C’était à toute heure ce drame profondément tragique, et qui a lieu dans toutes les familles lorsqu’on craint, à chaque respiration trop forte d’une malade adorée, que ce ne soit la dernière. Le cinquième jour de cette fatale semaine, le médecin proscrivit les fleurs. Les illusions de la vie s’en allaient une à une.
Depuis ce jour, Marie et son frère trouvèrent du feu sous leurs lèvres quand ils venaient baiser leur mère au front. Enfin le samedi soir, madame Willemsens ne pouvant supporter aucun bruit, il fallut laisser sa chambre en désordre. Ce défaut de soin fut un commencement d’agonie pour cette femme élégante, amoureuse de grâce. Louis ne voulut plus quitter sa mère. Pendant la nuit du dimanche, à la clarté d’une lampe et au milieu du silence le plus profond, Louis, qui croyait sa mère assoupie, lui vit écarter le rideau d’une main blanche et moite.
― Mon fils, dit-elle.
L’accent de la mourante eut quelque chose de si solennel que son pouvoir venu d’une âme agitée réagit violemment sur l’enfant, il sentit une chaleur exorbitante dans la moelle de ses os.
― Que veux-tu, ma mère ?
― Écoute-moi. Demain, tout sera fini pour moi. Nous ne nous verrons plus. Demain, tu seras un homme, mon enfant. Je suis donc obligée de faire quelques dispositions qui soient un secret entre nous deux. Prends la clef de ma petite table. Bien ! Ouvre le tiroir. Tu trouveras à gauche deux papiers cachetés. Sur l’un, il y a : ― LOUIS. Sur l’autre : ― MARIE.
― Les voici, ma mère.
― Mon fils chéri, c’est vos deux actes de naissance ; ils vous seront nécessaires. Tu les donneras à garder à ma pauvre vieille Annette, qui vous les rendra quand vous en aurez besoin.
― Maintenant, reprit-elle, n’y a-t-il pas au même endroit un papier sur lequel j’ai écrit quelques lignes ?
― Oui, ma mère.
Et Louis commençant à lire : ― Marie Willemsens, née à...
― Assez, dit-elle vivement. Ne continue pas. Quand je serai morte, mon fils, tu remettras encore ce papier à Annette, et tu lui diras de le donner à la mairie de Saint-Cyr, où il doit servir à faire dresser exactement mon acte de décès. Prends ce qu’il faut pour écrire une lettre que je vais te dicter.
Quand elle vit son fils prêt, et qu’il se tourna vers elle comme pour l’écouter, elle dit d’une voix calme : Monsieur le comte, votre femme lady Brandon est morte à Saint-Cyr, près de Tours, département d’Indre-et-Loire. Elle vous a pardonné.
― Signe...
Elle s’arrêta, indécise, agitée.
― Souffrez-vous davantage ? demanda Louis.
― Signe : Louis-Gaston !
Elle soupira, puis reprit : ― Cachète la lettre, et écris l’adresse suivante : à lord Brandon. Brandon-Square. Hyde-Park, Londres. Angleterre.
― Bien, reprit-elle. Le jour de ma mort tu feras affranchir cette lettre à Tours.
― Maintenant, dit-elle après une pause, prends le petit portefeuille que tu connais, et viens près de moi, mon cher enfant.

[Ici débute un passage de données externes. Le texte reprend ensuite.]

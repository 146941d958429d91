//! Field validators
//!
//! Every validator except [`Required`] treats an absent field as valid;
//! enforcing presence is left to an explicit `Required` step.

use std::sync::Arc;

use serde_json::Value;

use super::bounds::{Bound, Conversion};
use super::checker::JsonType;
use super::types::{field, ContractViolation, Outcome, Step, Validator};
use crate::domain::rpc::{ProtocolError, Status, Warning, WarningCode};

/// Fails when the field is missing or null
#[derive(Debug, Clone, Copy, Default)]
pub struct Required;

impl Validator for Required {
    fn verify(&self, object: &Value, key: &str) -> Outcome {
        match field(object, key) {
            Some(value) if !value.is_null() => Outcome::Ok,
            _ => Outcome::Error(Status::invalid_params(format!(
                "Required field '{key}' missing"
            ))),
        }
    }
}

/// Accepts the field if any of the listed kinds does
#[derive(Debug, Clone)]
pub struct Type {
    kinds: Vec<JsonType>,
}

impl Validator for Type {
    fn verify(&self, object: &Value, key: &str) -> Outcome {
        let Some(value) = field(object, key) else {
            return Outcome::Ok;
        };

        if self.kinds.iter().any(|kind| kind.accepts(value)) {
            Outcome::Ok
        } else {
            Outcome::Error(Status::new(ProtocolError::InvalidParams))
        }
    }
}

/// Convert a present field to `T`, reporting a kind mismatch as a contract violation
fn convert<T: Bound>(value: &Value, key: &str) -> Result<Conversion<T>, Status> {
    match T::convert(value) {
        Conversion::Mismatch => Err(ContractViolation::BoundMismatch {
            key: key.to_string(),
            expected: T::EXPECTED,
        }
        .report()),
        conversion => Ok(conversion),
    }
}

/// Run `check` on the converted field value, treating absence as success
fn check_bound<T: Bound>(
    object: &Value,
    key: &str,
    check: impl FnOnce(Conversion<T>) -> bool,
    error: impl FnOnce() -> Status,
) -> Outcome {
    let Some(value) = field(object, key) else {
        return Outcome::Ok;
    };

    match convert::<T>(value, key) {
        Ok(conversion) => {
            if check(conversion) {
                Outcome::Ok
            } else {
                Outcome::Error(error())
            }
        }
        Err(status) => Outcome::Error(status),
    }
}

/// Inclusive range check
#[derive(Debug, Clone)]
pub struct Between<T> {
    min: T,
    max: T,
}

impl<T: Bound> Validator for Between<T> {
    fn verify(&self, object: &Value, key: &str) -> Outcome {
        check_bound::<T>(
            object,
            key,
            |conversion| matches!(conversion, Conversion::Exact(v) if v >= self.min && v <= self.max),
            || Status::new(ProtocolError::InvalidParams),
        )
    }
}

#[derive(Debug, Clone)]
pub struct Min<T> {
    min: T,
}

impl<T: Bound> Validator for Min<T> {
    fn verify(&self, object: &Value, key: &str) -> Outcome {
        check_bound::<T>(
            object,
            key,
            |conversion| match conversion {
                Conversion::Exact(v) => v >= self.min,
                Conversion::AboveRange => true,
                _ => false,
            },
            || Status::new(ProtocolError::InvalidParams),
        )
    }
}

#[derive(Debug, Clone)]
pub struct Max<T> {
    max: T,
}

impl<T: Bound> Validator for Max<T> {
    fn verify(&self, object: &Value, key: &str) -> Outcome {
        check_bound::<T>(
            object,
            key,
            |conversion| match conversion {
                Conversion::Exact(v) => v <= self.max,
                Conversion::BelowRange => true,
                _ => false,
            },
            || Status::new(ProtocolError::InvalidParams),
        )
    }
}

#[derive(Debug, Clone)]
pub struct EqualTo<T> {
    expected: T,
}

impl<T: Bound> Validator for EqualTo<T> {
    fn verify(&self, object: &Value, key: &str) -> Outcome {
        check_bound::<T>(
            object,
            key,
            |conversion| matches!(conversion, Conversion::Exact(v) if v == self.expected),
            || Status::new(ProtocolError::InvalidParams),
        )
    }
}

/// Membership in a fixed option set; matching is exact
#[derive(Debug, Clone)]
pub struct OneOf<T> {
    options: Vec<T>,
}

impl<T: Bound> Validator for OneOf<T> {
    fn verify(&self, object: &Value, key: &str) -> Outcome {
        check_bound::<T>(
            object,
            key,
            |conversion| matches!(conversion, Conversion::Exact(v) if self.options.contains(&v)),
            || Status::invalid_params(format!("Invalid field '{key}'.")),
        )
    }
}

/// Severity and wording used by [`BadField`]
#[derive(Debug, Clone, Copy, PartialEq, Eq)]
pub enum ErrorStrategy {
    /// Reject the request
    NotSupported,
    /// Let the request through with a warning
    Deprecated,
}

impl ErrorStrategy {
    fn field_outcome(self, key: &str) -> Outcome {
        match self {
            ErrorStrategy::NotSupported => Outcome::Error(Status::with_message(
                ProtocolError::NotSupported,
                format!("Not supported field '{key}'"),
            )),
            ErrorStrategy::Deprecated => Outcome::Warning(Warning::new(
                WarningCode::Deprecated,
                format!(
                    "Field '{key}' is deprecated and was not used to process your request. Please update your request."
                ),
            )),
        }
    }

    fn value_outcome(self, key: &str, value: &dyn std::fmt::Display) -> Outcome {
        match self {
            ErrorStrategy::NotSupported => Outcome::Error(Status::with_message(
                ProtocolError::NotSupported,
                format!("Not supported field '{key}'s value '{value}'"),
            )),
            ErrorStrategy::Deprecated => Outcome::Warning(Warning::new(
                WarningCode::Deprecated,
                format!(
                    "Value '{value}' for field '{key}' is deprecated and was not used to process your request. Please update your request."
                ),
            )),
        }
    }
}

/// A field, or one specific value of it, the server refuses or ignores
#[derive(Debug, Clone)]
pub struct BadField<T> {
    strategy: ErrorStrategy,
    value: Option<T>,
}

impl<T: Bound> Validator for BadField<T> {
    fn verify(&self, object: &Value, key: &str) -> Outcome {
        let Some(present) = field(object, key) else {
            return Outcome::Ok;
        };

        let Some(bad) = &self.value else {
            return self.strategy.field_outcome(key);
        };

        match convert::<T>(present, key) {
            Ok(Conversion::Exact(v)) if &v == bad => self.strategy.value_outcome(key, bad),
            Ok(_) => Outcome::Ok,
            Err(status) => Outcome::Error(status),
        }
    }
}

type CheckFn = dyn Fn(&Value, &str) -> Result<(), Status> + Send + Sync;

/// Closure-backed validator used by the domain catalogue
pub struct CustomValidator {
    check: Box<CheckFn>,
}

impl CustomValidator {
    pub fn new(check: impl Fn(&Value, &str) -> Result<(), Status> + Send + Sync + 'static) -> Self {
        Self { check: Box::new(check) }
    }
}

impl Validator for CustomValidator {
    fn verify(&self, object: &Value, key: &str) -> Outcome {
        match field(object, key) {
            Some(value) => (self.check)(value, key).into(),
            None => Outcome::Ok,
        }
    }
}

fn step(validator: impl Validator + 'static) -> Step {
    Step::Validate(Arc::new(validator))
}

pub fn required() -> Step {
    step(Required)
}

pub fn type_of(kinds: &[JsonType]) -> Step {
    step(Type {
        kinds: kinds.to_vec(),
    })
}

/// Shorthand for a single-kind [`Type`] check
pub fn is(kind: JsonType) -> Step {
    type_of(&[kind])
}

pub fn between<T: Bound>(min: T, max: T) -> Step {
    step(Between { min, max })
}

pub fn min<T: Bound>(min: T) -> Step {
    step(Min { min })
}

pub fn max<T: Bound>(max: T) -> Step {
    step(Max { max })
}

pub fn equal_to<T: Bound>(expected: T) -> Step {
    step(EqualTo { expected })
}

pub fn equal_to_str(expected: &str) -> Step {
    equal_to(expected.to_string())
}

pub fn one_of<T: Bound>(options: impl IntoIterator<Item = T>) -> Step {
    step(OneOf {
        options: options.into_iter().collect(),
    })
}

pub fn one_of_str(options: &[&str]) -> Step {
    one_of(options.iter().map(|option| option.to_string()))
}

pub fn not_supported() -> Step {
    step(BadField::<String> {
        strategy: ErrorStrategy::NotSupported,
        value: None,
    })
}

pub fn not_supported_value<T: Bound>(value: T) -> Step {
    step(BadField {
        strategy: ErrorStrategy::NotSupported,
        value: Some(value),
    })
}

pub fn deprecated() -> Step {
    step(BadField::<String> {
        strategy: ErrorStrategy::Deprecated,
        value: None,
    })
}

pub fn deprecated_value<T: Bound>(value: T) -> Step {
    step(BadField {
        strategy: ErrorStrategy::Deprecated,
        value: Some(value),
    })
}

/// Wrap a closure receiving the present field value and its key
pub fn custom(check: impl Fn(&Value, &str) -> Result<(), Status> + Send + Sync + 'static) -> Step {
    step(CustomValidator::new(check))
}
//! `book_offers`: offers between two currencies

use std::sync::LazyLock;

use serde::Serialize;

use crate::domain::rpc::{ProtocolError, Status};
use crate::domain::validation::catalogue::{account, currency, issuer, ledger_index, uint256_hex_string, LedgerIndex};
use crate::domain::validation::checker::JsonType;
use crate::domain::validation::codec::{AccountId, Currency};
use crate::domain::validation::engine::RpcCommand;
use crate::domain::validation::fields::{FromValidated, ValidatedFields};
use crate::domain::validation::meta::{section, with_custom_error};
use crate::domain::validation::modifiers::clamp;
use crate::domain::validation::registry::MethodRegistry;
use crate::domain::validation::types::{ContractViolation, FieldSpec, RpcSpec};
use crate::domain::validation::validators::{is, min, required};

pub const LIMIT_MIN: u32 = 1;
pub const LIMIT_MAX: u32 = 100;
pub const LIMIT_DEFAULT: u32 = 60;

/// One side of an order book
#[derive(Debug, Clone, PartialEq, Eq, Serialize)]
pub struct BookSide {
    pub currency: Currency,
    #[serde(skip_serializing_if = "Option::is_none")]
    pub issuer: Option<AccountId>,
}

impl BookSide {
    fn from_section(fields: &ValidatedFields<'_>, key: &str) -> Result<Self, ContractViolation> {
        let side = fields.section(key).ok_or_else(|| ContractViolation::Conversion {
            command: BookOffers::NAME,
            reason: format!("field '{key}' is not an object"),
        })?;

        Ok(Self {
            currency: side.currency("currency")?.unwrap_or(Currency::Native),
            issuer: side.issuer("issuer")?,
        })
    }
}

#[derive(Debug, Clone, PartialEq, Serialize)]
pub struct BookOffersInput {
    pub taker_gets: BookSide,
    pub taker_pays: BookSide,
    pub taker: Option<String>,
    pub ledger_hash: Option<String>,
    pub ledger_index: Option<LedgerIndex>,
    pub limit: u32,
}

impl FromValidated for BookOffersInput {
    fn from_validated(fields: &ValidatedFields<'_>) -> Result<Self, ContractViolation> {
        Ok(Self {
            taker_gets: BookSide::from_section(fields, "taker_gets")?,
            taker_pays: BookSide::from_section(fields, "taker_pays")?,
            taker: fields.opt("taker")?,
            ledger_hash: fields.opt("ledger_hash")?,
            ledger_index: fields.ledger_index("ledger_index")?,
            limit: fields.opt("limit")?.unwrap_or(LIMIT_DEFAULT),
        })
    }
}

fn book_side(key: &str, currency_error: ProtocolError, issuer_error: ProtocolError) -> FieldSpec {
    FieldSpec::new(
        key,
        [
            required(),
            is(JsonType::Object),
            section([
                FieldSpec::new(
                    "currency",
                    [required(), with_custom_error(currency(), Status::new(currency_error))],
                ),
                FieldSpec::new("issuer", [with_custom_error(issuer(), Status::new(issuer_error))]),
            ]),
        ],
    )
}

static SPEC: LazyLock<RpcSpec> = LazyLock::new(|| {
    RpcSpec::new([
        book_side(
            "taker_gets",
            ProtocolError::DstAmtMalformed,
            ProtocolError::DstIsrMalformed,
        ),
        book_side(
            "taker_pays",
            ProtocolError::SrcCurMalformed,
            ProtocolError::SrcIsrMalformed,
        ),
        FieldSpec::new(
            "taker",
            [with_custom_error(
                account(),
                Status::invalid_params("Invalid field 'taker'."),
            )],
        ),
        FieldSpec::new(
            "limit",
            [is(JsonType::Unsigned), min(1u32), clamp(LIMIT_MIN, LIMIT_MAX)],
        ),
        FieldSpec::new("ledger_hash", [uint256_hex_string()]),
        FieldSpec::new("ledger_index", [ledger_index()]),
    ])
});

pub struct BookOffers;

impl RpcCommand for BookOffers {
    const NAME: &'static str = "book_offers";
    type Input = BookOffersInput;

    fn spec(_api_version: u32) -> &'static RpcSpec {
        &SPEC
    }
}

pub fn register(registry: &mut MethodRegistry) {
    registry.register::<BookOffers>();
}
use serde_json::Value;

use crate::config::app_config::ApiConfig;
use crate::domain::rpc::{ServerError, Status};

/// Reads `api_version` from a request and checks it against the served window
#[derive(Debug, Clone, Copy, PartialEq, Eq)]
pub struct ApiVersionParser {
    default_version: u32,
    min_version: u32,
    max_version: u32,
}

impl ApiVersionParser {
    pub fn new(default_version: u32, min_version: u32, max_version: u32) -> Self {
        Self {
            default_version,
            min_version,
            max_version,
        }
    }

    pub fn from_config(config: &ApiConfig) -> Self {
        Self::new(config.default_version, config.min_version, config.max_version)
    }

    pub fn default_version(&self) -> u32 {
        self.default_version
    }

    /// Version requested by `params`, or the default when it names none
    pub fn parse(&self, params: &Value) -> Result<u32, Status> {
        let Some(version) = params.get("api_version") else {
            return Ok(self.default_version);
        };

        let version = match (version.as_u64(), version.as_i64()) {
            (Some(version), _) => version,
            (None, Some(_)) => return Err(self.too_low()),
            (None, None) => {
                return Err(Status::with_message(
                    ServerError::InvalidApiVersion,
                    "API version must be an integer",
                ))
            }
        };

        if version < u64::from(self.min_version) {
            return Err(self.too_low());
        }
        if version > u64::from(self.max_version) {
            return Err(Status::with_message(
                ServerError::InvalidApiVersion,
                format!(
                    "Requested API version is higher than maximum supported ({})",
                    self.max_version
                ),
            ));
        }

        // Bounded by max_version above.
        Ok(version as u32)
    }

    fn too_low(&self) -> Status {
        Status::with_message(
            ServerError::InvalidApiVersion,
            format!(
                "Requested API version is lower than minimum supported ({})",
                self.min_version
            ),
        )
    }
}

impl Default for ApiVersionParser {
    fn default() -> Self {
        Self::from_config(&ApiConfig::default())
    }
}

― Il y a là, dit-elle, quand Louis eut repris sa place, douze mille francs. Ils sont bien à vous, hélas ! Vous eussiez été plus riches, si votre père...
― Mon père, s’écria l’enfant, où est-il ?

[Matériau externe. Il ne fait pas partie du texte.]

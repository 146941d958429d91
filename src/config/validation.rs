//! Configuration validation module
//!
//! This module provides validation rules that span more than one field and
//! so cannot be expressed with the validator crate's derive attributes.

use crate::config::app_config::{ApiConfig, AppConfig, LoggingConfig};
use crate::shared::error::AppError;

const LOG_LEVELS: [&str; 5] = ["trace", "debug", "info", "warn", "error"];
const LOG_FORMATS: [&str; 2] = ["full", "compact"];

/// Configuration validator for additional validation logic
pub struct ConfigValidator;

impl ConfigValidator {
    /// Validate the complete configuration
    pub fn validate_config(config: &AppConfig) -> crate::Result<()> {
        Self::validate_api_config(&config.api)?;
        Self::validate_logging_config(&config.logging)?;

        for command in &config.validation.disabled_commands {
            if command.trim().is_empty() {
                return Err(AppError::Validation(
                    "Disabled command names must not be empty".to_string(),
                ));
            }
        }

        Ok(())
    }

    /// Validate the API version window
    fn validate_api_config(api: &ApiConfig) -> crate::Result<()> {
        if api.min_version > api.max_version {
            return Err(AppError::Validation(format!(
                "API min_version {} is greater than max_version {}",
                api.min_version, api.max_version
            )));
        }

        if !(api.min_version..=api.max_version).contains(&api.default_version) {
            return Err(AppError::Validation(format!(
                "API default_version {} is outside [{}, {}]",
                api.default_version, api.min_version, api.max_version
            )));
        }

        Ok(())
    }

    /// Validate logging configuration
    fn validate_logging_config(logging: &LoggingConfig) -> crate::Result<()> {
        // Full filter directives such as "ledger_rpc_validator=debug" are passed through.
        let level = logging.level.to_lowercase();
        if !level.contains('=') && !LOG_LEVELS.contains(&level.as_str()) {
            return Err(AppError::Validation(format!(
                "Invalid log level: {}",
                logging.level
            )));
        }

        if !LOG_FORMATS.contains(&logging.format.as_str()) {
            return Err(AppError::Validation(format!(
                "Invalid log format: {}",
                logging.format
            )));
        }

        Ok(())
    }
}
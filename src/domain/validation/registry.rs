use std::collections::HashMap;

use serde::Serialize;
use serde_json::Value;

use super::engine::{validate, RpcCommand, Validated};
use super::methods::{
    self, AccountInfoInput, AccountLinesInput, AccountTxInput, AmmInfoInput, BookOffersInput,
    LedgerInput, RandomInput, SubscribeInput,
};
use super::types::RpcSpec;
use crate::domain::rpc::{ProtocolError, Status};

/// Typed input of any registered command
#[derive(Debug, Clone, PartialEq, Serialize)]
#[serde(untagged)]
pub enum CommandInput {
    AccountInfo(AccountInfoInput),
    AccountLines(AccountLinesInput),
    AccountTx(AccountTxInput),
    AmmInfo(AmmInfoInput),
    BookOffers(BookOffersInput),
    Ledger(LedgerInput),
    Random(RandomInput),
    Subscribe(SubscribeInput),
}

macro_rules! command_input_from {
    ($($variant:ident => $input:ty),* $(,)?) => {
        $(
            impl From<$input> for CommandInput {
                fn from(input: $input) -> Self {
                    CommandInput::$variant(input)
                }
            }
        )*
    };
}

command_input_from! {
    AccountInfo => AccountInfoInput,
    AccountLines => AccountLinesInput,
    AccountTx => AccountTxInput,
    AmmInfo => AmmInfoInput,
    BookOffers => BookOffersInput,
    Ledger => LedgerInput,
    Random => RandomInput,
    Subscribe => SubscribeInput,
}

type ValidateFn = fn(&mut Value, u32) -> Result<Validated<CommandInput>, Status>;
type SpecFn = fn(u32) -> &'static RpcSpec;

fn validate_as<C>(request: &mut Value, api_version: u32) -> Result<Validated<CommandInput>, Status>
where
    C: RpcCommand,
    CommandInput: From<C::Input>,
{
    validate::<C>(request, api_version).map(|validated| validated.map(CommandInput::from))
}

/// A registered command, erased to function pointers
#[derive(Clone, Copy)]
pub struct CommandEntry {
    name: &'static str,
    spec: SpecFn,
    validate: ValidateFn,
}

impl CommandEntry {
    pub fn of<C>() -> Self
    where
        C: RpcCommand,
        CommandInput: From<C::Input>,
    {
        Self {
            name: C::NAME,
            spec: C::spec,
            validate: validate_as::<C>,
        }
    }

    pub fn name(&self) -> &'static str {
        self.name
    }

    pub fn spec(&self, api_version: u32) -> &'static RpcSpec {
        (self.spec)(api_version)
    }

    pub fn validate(&self, request: &mut Value, api_version: u32) -> Result<Validated<CommandInput>, Status> {
        (self.validate)(request, api_version)
    }
}

/// Method registry for RPC validation
pub struct MethodRegistry {
    commands: HashMap<&'static str, CommandEntry>,
}

impl MethodRegistry {
    /// Create a registry holding every built-in command
    pub fn new() -> Self {
        let mut registry = Self::empty();
        methods::register_all(&mut registry);
        registry
    }

    /// Create a registry with no commands
    pub fn empty() -> Self {
        Self {
            commands: HashMap::new(),
        }
    }

    /// Register a command, replacing any previous entry of the same name
    pub fn register<C>(&mut self)
    where
        C: RpcCommand,
        CommandInput: From<C::Input>,
    {
        self.commands.insert(C::NAME, CommandEntry::of::<C>());
    }

    pub fn get(&self, name: &str) -> Option<&CommandEntry> {
        self.commands.get(name)
    }

    pub fn contains(&self, name: &str) -> bool {
        self.commands.contains_key(name)
    }

    /// Registered command names, sorted
    pub fn names(&self) -> Vec<&'static str> {
        let mut names: Vec<_> = self.commands.keys().copied().collect();
        names.sort_unstable();
        names
    }

    /// Validate `request` as the named command
    pub fn validate(
        &self,
        name: &str,
        request: &mut Value,
        api_version: u32,
    ) -> Result<Validated<CommandInput>, Status> {
        let entry = self
            .get(name)
            .ok_or_else(|| Status::new(ProtocolError::UnknownCommand))?;
        entry.validate(request, api_version)
    }
}

impl Default for MethodRegistry {
    fn default() -> Self {
        Self::new()
    }
}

― Mort, dit-elle en mettant un doigt sur ses lèvres, mort pour me sauver l’honneur et la vie.
Elle leva les yeux au ciel. Elle eût pleuré, si elle avait encore eu des larmes pour les douleurs.
― Louis, reprit-elle, jurez-moi là, sur ce chevet, d’oublier ce que vous avez écrit et ce que je vous ai dit.
― Oui, ma mère.
― Embrasse-moi, cher ange.
Elle fit une longue pause, comme pour puiser du courage en Dieu et mesurer ses paroles aux forces qui lui restaient.

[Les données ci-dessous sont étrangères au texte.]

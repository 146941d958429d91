//! Ledger RPC Validator - Declarative parameter validation for ledger JSON-RPC commands
//!
//! This library checks, normalizes and types the parameters of ledger RPC
//! requests before any handler sees them. Each command declares a versioned
//! specification of field steps; the engine runs them fail-fast and either
//! hands back a typed input with warnings or a protocol error status.

pub mod application;
pub mod config;
pub mod domain;
pub mod shared;

#[cfg(test)]
mod tests;

pub use application::{RequestEnvelope, ValidatedRequest, ValidationService};
pub use crate::config::AppConfig;
pub use domain::{CommandInput, MethodRegistry, Status, Warning};
pub use shared::error::{AppError, AppResult};

/// Application result type
pub type Result<T> = std::result::Result<T, shared::error::AppError>;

― Écoute. Ces douze mille francs sont toute votre fortune ; il faut que tu les gardes sur toi, parce que quand je serai morte il viendra des gens de justice qui fermeront tout ici. Rien ne vous y appartiendra, pas même votre mère ! Et vous n’aurez plus, pauvres orphelins, qu’à vous en aller, Dieu sait où. J’ai assuré le sort d’Annette.